The Scheduler Agent Supervisor pattern builds that diligent travel agent into your system. It coordinates a sequence of distributed steps, keeps durable track of how each one is going, and — crucially — has a dedicated watcher whose job is to notice when a step has gone wrong and put things right.
The problem
A single business action often spans several remote services, and any of them can fail in messy ways: time out, return an error, succeed but never send back a confirmation, or just hang. In a distributed system these aren't edge cases — they're routine. If you simply call each step in turn with no memory of progress, a crash halfway through leaves the work in an unknown, half-finished state with no one responsible for cleaning it up.
Worse, transient failures and permanent failures look the same in the moment. A naive flow either gives up too early on a blip or retries forever on something that will never succeed. What's missing is something that remembers the intended outcome of every step, compares it to reality, and actively shepherds stalled work toward completion or a clean rollback.
- CallerFires each step in turn with no durable memory of progress. If it crashes mid-flow, the work is left in an unknown, half-finished state.
- Hung stepStep 2 times out or never returns a confirmation. With no watchdog, nothing detects the stall and nothing drives a retry or rollback.
- Stranded stepStep 3 never runs because step 2 never completed. The workflow is stuck half-done with no one responsible for cleaning it up.
How it works
The pattern splits responsibilities across three roles. The scheduler starts the workflow, breaks it into steps, and writes the whole plan plus each step's status to a durable state store — so progress survives a crash. Each step is carried out by an agent: an isolated worker that talks to one remote service and reports back, shielding the rest of the system from that service's quirks.
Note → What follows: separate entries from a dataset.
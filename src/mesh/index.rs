//! Index types for mesh elements.
//!
//! Vertices are addressed with plain `usize` indices because they index flat
//! attribute buffers directly. Edges and triangles get type-safe wrappers so
//! that the two are never mixed up in topology code.

use std::fmt::{self, Debug};

/// A type-safe directed edge index.
#[derive(Copy, Clone, Eq, PartialEq, Ord, PartialOrd, Hash)]
#[repr(transparent)]
pub struct EdgeId(u32);

/// A type-safe triangle index (the triangle number, not the offset into the
/// flat index list).
#[derive(Copy, Clone, Eq, PartialEq, Ord, PartialOrd, Hash)]
#[repr(transparent)]
pub struct TriangleId(u32);

macro_rules! impl_index_type {
    ($name:ident, $display:literal) => {
        impl $name {
            /// Create a new index from a raw value.
            ///
            /// # Panics
            /// Panics in debug builds if the value does not fit in 32 bits.
            #[inline]
            pub fn new(index: usize) -> Self {
                debug_assert!(index <= u32::MAX as usize, "index {} too large", index);
                Self(index as u32)
            }

            /// Get the raw index value.
            #[inline]
            pub fn index(self) -> usize {
                self.0 as usize
            }
        }

        impl Debug for $name {
            fn fmt(&self, f: &mut fmt::Formatter<'_>) -> fmt::Result {
                write!(f, "{}({})", $display, self.0)
            }
        }

        impl From<usize> for $name {
            fn from(v: usize) -> Self {
                Self::new(v)
            }
        }
    };
}

impl_index_type!(EdgeId, "E");
impl_index_type!(TriangleId, "T");

impl TriangleId {
    /// Offset of this triangle's first vertex in a flat index list.
    #[inline]
    pub fn first_index(self) -> usize {
        self.index() * 3
    }
}
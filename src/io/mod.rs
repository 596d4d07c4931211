//! Mesh file I/O.
//!
//! This module provides functions for loading and saving mesh buffers and
//! for loading whole parts from scene files.
//!
//! # Supported Formats
//!
//! | Format | Extension | Load | Save | Parts | Notes |
//! |--------|-----------|------|------|-------|-------|
//! | PLY | `.ply` | ✓ | ✓ | ✗ | Normals, tangents and UVs when present |
//! | glTF | `.gltf`, `.glb` | ✓ | ✗ | ✓ | Node names select surface roles |
//!
//! # Usage
//!
//! ```no_run
//! use meshseam::io::{load, save};
//!
//! let mesh = load("shell.ply").unwrap();
//! save(&mesh, "output.ply").unwrap();
//! ```
//!
//! Parts keep the node hierarchy information the part pipeline needs:
//!
//! ```no_run
//! use meshseam::io::load_part;
//!
//! let part = load_part("brick.glb").unwrap();
//! for mesh in &part.meshes {
//!     println!("{}: {:?}", mesh.name, mesh.role);
//! }
//! ```

pub mod gltf;
pub mod ply;

use std::path::Path;

use crate::algo::part::Part;
use crate::error::{MeshError, Result};
use crate::mesh::MeshBuffer;

/// Supported mesh file formats.
#[derive(Debug, Clone, Copy, PartialEq, Eq)]
pub enum Format {
    /// PLY (Stanford polygon) format.
    Ply,
    /// glTF format.
    Gltf,
    /// glTF binary format.
    Glb,
}

impl Format {
    /// Detect format from file extension.
    pub fn from_extension(ext: &str) -> Option<Format> {
        match ext.to_lowercase().as_str() {
            "ply" => Some(Format::Ply),
            "gltf" => Some(Format::Gltf),
            "glb" => Some(Format::Glb),
            _ => None,
        }
    }

    /// Detect format from file path.
    pub fn from_path<P: AsRef<Path>>(path: P) -> Option<Format> {
        path.as_ref()
            .extension()
            .and_then(|ext| ext.to_str())
            .and_then(Format::from_extension)
    }
}

fn detect(path: &Path) -> Result<Format> {
    Format::from_path(path).ok_or_else(|| MeshError::UnsupportedFormat {
        extension: path
            .extension()
            .and_then(|e| e.to_str())
            .unwrap_or("(none)")
            .to_string(),
    })
}

/// Load a mesh from a file with automatic format detection.
///
/// The format is determined by the file extension. Scene formats merge every
/// triangle primitive into one buffer, in mesh space.
pub fn load<P: AsRef<Path>>(path: P) -> Result<MeshBuffer> {
    let path = path.as_ref();
    match detect(path)? {
        Format::Ply => ply::load(path),
        Format::Gltf | Format::Glb => gltf::load(path),
    }
}

/// Save a mesh to a file with automatic format detection.
pub fn save<P: AsRef<Path>>(mesh: &MeshBuffer, path: P) -> Result<()> {
    let path = path.as_ref();
    match detect(path)? {
        Format::Ply => ply::save(mesh, path),
        Format::Gltf | Format::Glb => Err(MeshError::SaveError {
            path: path.to_path_buf(),
            message: "glTF saving is not supported".to_string(),
        }),
    }
}

/// Load every mesh node of a scene file as a [`Part`].
pub fn load_part<P: AsRef<Path>>(path: P) -> Result<Part> {
    let path = path.as_ref();
    match detect(path)? {
        Format::Gltf | Format::Glb => gltf::load_part(path),
        Format::Ply => Err(MeshError::load(path, "parts can only be loaded from glTF scenes")),
    }
}
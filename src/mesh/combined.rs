//! Concatenation of a primary mesh with its companion meshes.

use nalgebra::{Point3, Vector2, Vector3, Vector4};

use super::buffer::MeshBuffer;
use super::index::TriangleId;
use crate::error::Result;

/// A primary [`MeshBuffer`] followed by zero or more companion buffers.
///
/// Companion triangle indices are offset by the number of vertices appended
/// before them, so every companion index is `>= primary_vertex_count`.
///
/// Optional columns exist only if the primary mesh has them. Companion
/// vertices whose own buffer lacks such a column hold `None`.
#[derive(Debug, Clone, Default)]
pub struct CombinedBuffer {
    /// Positions of all vertices, primary first.
    pub positions: Vec<Point3<f64>>,
    /// Normals of all vertices.
    pub normals: Vec<Vector3<f64>>,
    /// Tangents, present when the primary mesh has tangents.
    pub tangents: Option<Vec<Option<Vector4<f64>>>>,
    /// Texture coordinates, present when the primary mesh has them.
    pub uvs: Option<Vec<Option<Vector2<f64>>>>,
    /// Triangles of all meshes, primary first.
    pub triangles: Vec<usize>,
    primary_vertex_count: usize,
    primary_index_count: usize,
}

impl CombinedBuffer {
    /// Concatenate `primary` and `companions`.
    ///
    /// All buffers must already share one coordinate frame and pass
    /// [`MeshBuffer::validate`].
    pub fn new(primary: &MeshBuffer, companions: &[MeshBuffer]) -> Result<Self> {
        primary.validate()?;
        for companion in companions {
            companion.validate()?;
        }

        let total_vertices =
            primary.vertex_count() + companions.iter().map(MeshBuffer::vertex_count).sum::<usize>();
        let total_indices =
            primary.triangles.len() + companions.iter().map(|c| c.triangles.len()).sum::<usize>();

        let mut positions = Vec::with_capacity(total_vertices);
        let mut normals = Vec::with_capacity(total_vertices);
        let mut triangles = Vec::with_capacity(total_indices);
        let mut tangents = primary
            .tangents
            .as_ref()
            .map(|_| Vec::with_capacity(total_vertices));
        let mut uvs = primary.uvs.as_ref().map(|_| Vec::with_capacity(total_vertices));

        for mesh in std::iter::once(primary).chain(companions) {
            let offset = positions.len();
            positions.extend_from_slice(&mesh.positions);
            normals.extend_from_slice(&mesh.normals);
            append_column(&mut tangents, mesh.tangents.as_deref(), mesh.vertex_count());
            append_column(&mut uvs, mesh.uvs.as_deref(), mesh.vertex_count());
            triangles.extend(mesh.triangles.iter().map(|&v| v + offset));
        }

        Ok(Self {
            positions,
            normals,
            tangents,
            uvs,
            triangles,
            primary_vertex_count: primary.vertex_count(),
            primary_index_count: primary.triangles.len(),
        })
    }

    /// Number of vertices across all meshes.
    #[inline]
    pub fn vertex_count(&self) -> usize {
        self.positions.len()
    }

    /// Number of vertices belonging to the primary mesh.
    #[inline]
    pub fn primary_vertex_count(&self) -> usize {
        self.primary_vertex_count
    }

    /// Length of the primary mesh's portion of the triangle list.
    #[inline]
    pub fn primary_index_count(&self) -> usize {
        self.primary_index_count
    }

    /// The primary mesh's triangles.
    pub fn primary_triangles(&self) -> &[usize] {
        &self.triangles[..self.primary_index_count]
    }

    /// True if vertex `v` was contributed by a companion mesh.
    #[inline]
    pub fn is_companion(&self, v: usize) -> bool {
        v >= self.primary_vertex_count
    }

    /// Corner positions of triangle `t`.
    pub fn triangle_positions(&self, t: TriangleId) -> [Point3<f64>; 3] {
        let i = t.first_index();
        [
            self.positions[self.triangles[i]],
            self.positions[self.triangles[i + 1]],
            self.positions[self.triangles[i + 2]],
        ]
    }
}

fn append_column<T: Copy>(column: &mut Option<Vec<Option<T>>>, values: Option<&[T]>, count: usize) {
    let Some(column) = column else {
        return;
    };
    match values {
        Some(values) => column.extend(values.iter().copied().map(Some)),
        None => column.extend(std::iter::repeat(None).take(count)),
    }
}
The star is the supervisor. It periodically reads the state store looking for steps that are stuck, timed out, or failed. For a transient failure it asks the scheduler to retry the step; for one that can't be completed, it triggers compensation to undo the steps already done and leave the system consistent. Because every status is recorded, the supervisor can pick up after any interruption. The diagram below shows the scheduler launching steps, agents executing them, and the supervisor watching the state store to drive recovery.
- SchedulerStarts the workflow, dispatches each step to an agent, and records the plan and progress in the state store.
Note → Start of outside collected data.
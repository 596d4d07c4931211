//! Flat, render-ready mesh buffers.
//!
//! A [`MeshBuffer`] is the plain aggregate handed between an asset pipeline
//! and a renderer: parallel per-vertex arrays plus a flat triangle index list.

use nalgebra::{Matrix3, Matrix4, Point3, Vector2, Vector3, Vector4};

use crate::algo::compact::Remap;
use crate::error::{MeshError, Result};

/// Parallel vertex attribute arrays and a flat triangle index list.
///
/// Every consecutive triple in `triangles` forms one triangle. All present
/// per-vertex arrays have `positions.len()` entries.
#[derive(Debug, Clone, Default, PartialEq)]
pub struct MeshBuffer {
    /// Vertex positions.
    pub positions: Vec<Point3<f64>>,
    /// Vertex normals.
    pub normals: Vec<Vector3<f64>>,
    /// Vertex tangents (`w` holds the bitangent sign).
    pub tangents: Option<Vec<Vector4<f64>>>,
    /// Texture coordinates of the first UV channel.
    pub uvs: Option<Vec<Vector2<f64>>>,
    /// Flat triangle index list.
    pub triangles: Vec<usize>,
}

impl MeshBuffer {
    /// Create an empty buffer.
    pub fn new() -> Self {
        Self::default()
    }

    /// Build a buffer from positions, normals and triangle faces.
    ///
    /// # Example
    /// ```
    /// use meshseam::mesh::MeshBuffer;
    /// use nalgebra::{Point3, Vector3};
    ///
    /// let mesh = MeshBuffer::from_triangles(
    ///     vec![Point3::origin(), Point3::new(1.0, 0.0, 0.0), Point3::new(0.0, 1.0, 0.0)],
    ///     vec![Vector3::z(); 3],
    ///     &[[0, 1, 2]],
    /// )
    /// .unwrap();
    /// assert_eq!(mesh.triangle_count(), 1);
    /// ```
    pub fn from_triangles(
        positions: Vec<Point3<f64>>,
        normals: Vec<Vector3<f64>>,
        faces: &[[usize; 3]],
    ) -> Result<Self> {
        let mesh = Self {
            positions,
            normals,
            tangents: None,
            uvs: None,
            triangles: faces.iter().flatten().copied().collect(),
        };
        mesh.validate()?;
        Ok(mesh)
    }

    /// Number of vertices.
    #[inline]
    pub fn vertex_count(&self) -> usize {
        self.positions.len()
    }

    /// Number of triangles.
    #[inline]
    pub fn triangle_count(&self) -> usize {
        self.triangles.len() / 3
    }

    /// True if the buffer has no vertices or no triangles.
    pub fn is_empty(&self) -> bool {
        self.positions.is_empty() || self.triangles.is_empty()
    }

    /// Vertex indices of triangle `t`.
    #[inline]
    pub fn triangle(&self, t: usize) -> [usize; 3] {
        let i = t * 3;
        [self.triangles[i], self.triangles[i + 1], self.triangles[i + 2]]
    }

    /// Iterate over all triangles as index triples.
    pub fn triangles(&self) -> impl Iterator<Item = [usize; 3]> + '_ {
        self.triangles.chunks_exact(3).map(|c| [c[0], c[1], c[2]])
    }

    /// Check the buffer invariants.
    pub fn validate(&self) -> Result<()> {
        let n = self.positions.len();
        check_len("normals", n, self.normals.len())?;
        if let Some(tangents) = &self.tangents {
            check_len("tangents", n, tangents.len())?;
        }
        if let Some(uvs) = &self.uvs {
            check_len("uvs", n, uvs.len())?;
        }
        if self.triangles.len() % 3 != 0 {
            return Err(MeshError::IncompleteTriangle {
                len: self.triangles.len(),
            });
        }
        for (i, &v) in self.triangles.iter().enumerate() {
            if v >= n {
                return Err(MeshError::InvalidVertexIndex {
                    triangle: i / 3,
                    vertex: v,
                    vertex_count: n,
                });
            }
        }
        Ok(())
    }

    /// Copy of this buffer with `transform` applied.
    ///
    /// Positions use the full affine transform, normals the inverse-transpose
    /// of its linear part, tangents the linear part (the `w` sign is kept).
    pub fn transformed(&self, transform: &Matrix4<f64>) -> MeshBuffer {
        let linear: Matrix3<f64> = transform.fixed_view::<3, 3>(0, 0).into_owned();
        let normal_matrix = linear
            .try_inverse()
            .map(|m| m.transpose())
            .unwrap_or(linear);

        let positions = self
            .positions
            .iter()
            .map(|p| transform.transform_point(p))
            .collect();
        let normals = self
            .normals
            .iter()
            .map(|n| {
                let m = normal_matrix * n;
                m.try_normalize(1e-12).unwrap_or(m)
            })
            .collect();
        let tangents = self.tangents.as_ref().map(|tangents| {
            tangents
                .iter()
                .map(|t| {
                    let xyz = linear * t.xyz();
                    let xyz = xyz.try_normalize(1e-12).unwrap_or(xyz);
                    Vector4::new(xyz.x, xyz.y, xyz.z, t.w)
                })
                .collect()
        });

        MeshBuffer {
            positions,
            normals,
            tangents,
            uvs: self.uvs.clone(),
            triangles: self.triangles.clone(),
        }
    }

    /// Replace the normals with area-weighted vertex normals.
    pub fn recalculate_normals(&mut self) {
        let mut normals = vec![Vector3::zeros(); self.positions.len()];
        for [a, b, c] in self.triangles() {
            let e1 = self.positions[b] - self.positions[a];
            let e2 = self.positions[c] - self.positions[a];
            let n = e1.cross(&e2); // Area-weighted (not normalized)
            normals[a] += n;
            normals[b] += n;
            normals[c] += n;
        }
        for n in &mut normals {
            *n = n.try_normalize(1e-12).unwrap_or_else(Vector3::zeros);
        }
        self.normals = normals;
    }

    /// Drop the texture coordinates.
    pub fn clear_uvs(&mut self) {
        self.uvs = None;
    }

    /// Axis-aligned bounding box, or `None` for an empty buffer.
    pub fn bounding_box(&self) -> Option<(Point3<f64>, Point3<f64>)> {
        let first = *self.positions.first()?;
        let mut min = first;
        let mut max = first;

        for p in &self.positions {
            for i in 0..3 {
                min[i] = min[i].min(p[i]);
                max[i] = max[i].max(p[i]);
            }
        }

        Some((min, max))
    }

    /// Remove vertices that no triangle references.
    ///
    /// Vertices are renumbered in order of first appearance in the triangle
    /// list. Returns the number of vertices removed.
    pub fn compact(&mut self) -> usize {
        let before = self.positions.len();
        let remap = Remap::from_triangles(&mut self.triangles, before);

        self.positions = remap.project(&self.positions);
        if self.normals.len() == before {
            self.normals = remap.project(&self.normals);
        }
        if let Some(tangents) = &self.tangents {
            self.tangents = Some(remap.project(tangents));
        }
        if let Some(uvs) = &self.uvs {
            self.uvs = Some(remap.project(uvs));
        }

        before - self.positions.len()
    }
}

fn check_len(attribute: &'static str, expected: usize, found: usize) -> Result<()> {
    if expected != found {
        return Err(MeshError::RaggedAttribute {
            attribute,
            expected,
            found,
        });
    }
    Ok(())
}

/// Unit normal of a counter-clockwise triangle, or zero if it is degenerate.
pub fn triangle_normal(p0: &Point3<f64>, p1: &Point3<f64>, p2: &Point3<f64>) -> Vector3<f64> {
    let e1 = p1 - p0;
    let e2 = p2 - p0;
    e1.cross(&e2).try_normalize(1e-12).unwrap_or_else(Vector3::zeros)
}

/// Centroid of a triangle.
pub fn triangle_centroid(p0: &Point3<f64>, p1: &Point3<f64>, p2: &Point3<f64>) -> Point3<f64> {
    Point3::from((p0.coords + p1.coords + p2.coords) / 3.0)
}

#[cfg(test)]
mod tests {
    use super::*;
    use approx::assert_relative_eq;

    fn quad() -> MeshBuffer {
        MeshBuffer::from_triangles(
            vec![
                Point3::new(0.0, 0.0, 0.0),
                Point3::new(1.0, 0.0, 0.0),
                Point3::new(0.0, 1.0, 0.0),
                Point3::new(1.0, 1.0, 0.0),
            ],
            vec![Vector3::z(); 4],
            &[[0, 1, 3], [0, 3, 2]],
        )
        .unwrap()
    }

    #[test]
    fn test_validate_rejects_ragged_normals() {
        let mut mesh = quad();
        mesh.normals.pop();
        assert!(matches!(
            mesh.validate(),
            Err(MeshError::RaggedAttribute { attribute: "normals", expected: 4, found: 3 })
        ));
    }

    #[test]
    fn test_validate_rejects_bad_index() {
        let mut mesh = quad();
        mesh.triangles[4] = 9;
        assert!(matches!(
            mesh.validate(),
            Err(MeshError::InvalidVertexIndex { triangle: 1, vertex: 9, .. })
        ));

        let mut mesh = quad();
        mesh.triangles.push(0);
        assert!(matches!(mesh.validate(), Err(MeshError::IncompleteTriangle { len: 7 })));
    }

    #[test]
    fn test_empty_buffer_is_valid() {
        let mesh = MeshBuffer::new();
        assert!(mesh.validate().is_ok());
        assert!(mesh.is_empty());
        assert!(mesh.bounding_box().is_none());
    }

    #[test]
    fn test_transformed() {
        let mesh = quad();
        let transform = Matrix4::new_translation(&Vector3::new(0.0, 0.0, 2.0))
            * Matrix4::new_nonuniform_scaling(&Vector3::new(2.0, 1.0, 1.0));
        let moved = mesh.transformed(&transform);

        assert_relative_eq!(moved.positions[3], Point3::new(2.0, 1.0, 2.0));
        assert_relative_eq!(moved.normals[0], Vector3::z());
        assert_eq!(moved.triangles, mesh.triangles);
    }

    #[test]
    fn test_recalculate_normals() {
        let mut mesh = quad();
        mesh.normals = vec![Vector3::x(); 4];
        mesh.recalculate_normals();
        for n in &mesh.normals {
            assert_relative_eq!(*n, Vector3::z());
        }
    }

    #[test]
    fn test_compact_drops_unused() {
        let mut mesh = quad();
        mesh.positions.push(Point3::new(5.0, 5.0, 5.0));
        mesh.normals.push(Vector3::y());
        mesh.uvs = Some(vec![Vector2::zeros(), Vector2::x(), Vector2::y(), Vector2::new(1.0, 1.0), Vector2::zeros()]);

        let removed = mesh.compact();

        assert_eq!(removed, 1);
        assert_eq!(mesh.vertex_count(), 4);
        assert!(mesh.validate().is_ok());
        // First-appearance order: 0, 1, 3, 2
        assert_eq!(mesh.triangles, vec![0, 1, 2, 0, 2, 3]);
        assert_eq!(mesh.positions[2], Point3::new(1.0, 1.0, 0.0));
        assert_eq!(mesh.uvs.as_ref().unwrap()[3], Vector2::y());
    }

    #[test]
    fn test_triangle_normal_degenerate() {
        let p = Point3::new(1.0, 1.0, 1.0);
        assert_eq!(triangle_normal(&p, &p, &p), Vector3::zeros());
        let n = triangle_normal(
            &Point3::origin(),
            &Point3::new(1.0, 0.0, 0.0),
            &Point3::new(0.0, 1.0, 0.0),
        );
        assert_relative_eq!(n, Vector3::z());
    }
}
- AgentAn isolated worker that performs one step against a remote service and reports its status back to the state store.
- SupervisorWatches the state store for stuck or failed steps and asks the scheduler to retry them or compensate.
- State storeDurable record of every step's intended and current state, so progress survives crashes and recovery can resume.
Make every step idempotent and re-runnable. The supervisor's recovery only works safely if retrying a step that may have partly succeeded doesn't double-charge or duplicate. Design agents so that running the same step twice lands you in the same place as running it once.
When to use it
Reach for this pattern when a workflow spans multiple unreliable remote services and you need it to either finish completely or unwind cleanly — order fulfilment, provisioning across cloud resources, multi-party financial transactions. It's closely related to the saga: both coordinate distributed steps and lean on compensating transactions to roll back. The distinguishing feature here is the explicit supervisor — a built-in watchdog that turns ordinary retry and recovery into a continuous, self-healing process rather than something you bolt on per call.
The cost is real complexity: a durable state store, a separate supervisor process, and the discipline of idempotent steps. For a quick local transaction or a workflow where partial failure is harmless, that machinery is overkill. But for long-running, high-stakes processes that absolutely must not be left half-done, the supervisor's tireless watching is exactly what keeps the system honest.